=== TASK DESCRIPTION ===
Would you please copy out each entry exactly?
### DATASET EXCERPTS ###
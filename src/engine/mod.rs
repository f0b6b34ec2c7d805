// ==========================================
// 饲料配方优化系统 - 引擎层
// ==========================================
// 职责: LP 建模、求解、配方提取、配方历史
// 红线: 引擎只读原料目录,不做文件读写
// 红线: 无可行解作为结果值返回,不抛错误
// ==========================================

pub mod history;
pub mod lp_model;
pub mod optimizer;
pub mod solver;

// 重导出核心引擎
pub use history::{FormulationHistory, FormulationRecord, DEFAULT_HISTORY_CAPACITY};
pub use lp_model::{effective_max, ConstraintKind, ConstraintRow, LpModel, RowSense};
pub use optimizer::{OptimizerSettings, RationOptimizer};
pub use solver::{LpSolver, MinilpSolver, SolveStatus};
###
=== ANSWER TO THIS PROBLEM ===
filename src/engine/mod.rs
repository f0b6b34ec2c7d805
// ==========================================
// 饲料配方优化系统 - 引擎层
// ==========================================
// 职责: LP 建模、求解、配方提取、配方历史
// 红线: 引擎只读原料目录,不做文件读写
// 红线: 无可行解作为结果值返回,不抛错误
// ==========================================

pub mod history;
pub mod lp_model;
pub mod optimizer;
pub mod solver;

// 重导出核心引擎
pub use history::{FormulationHistory, FormulationRecord, DEFAULT_HISTORY_CAPACITY};
pub use lp_model::{effective_max, ConstraintKind, ConstraintRow, LpModel, RowSense};
pub use optimizer::{OptimizerSettings, RationOptimizer};
pub use solver::{LpSolver, MinilpSolver, SolveStatus};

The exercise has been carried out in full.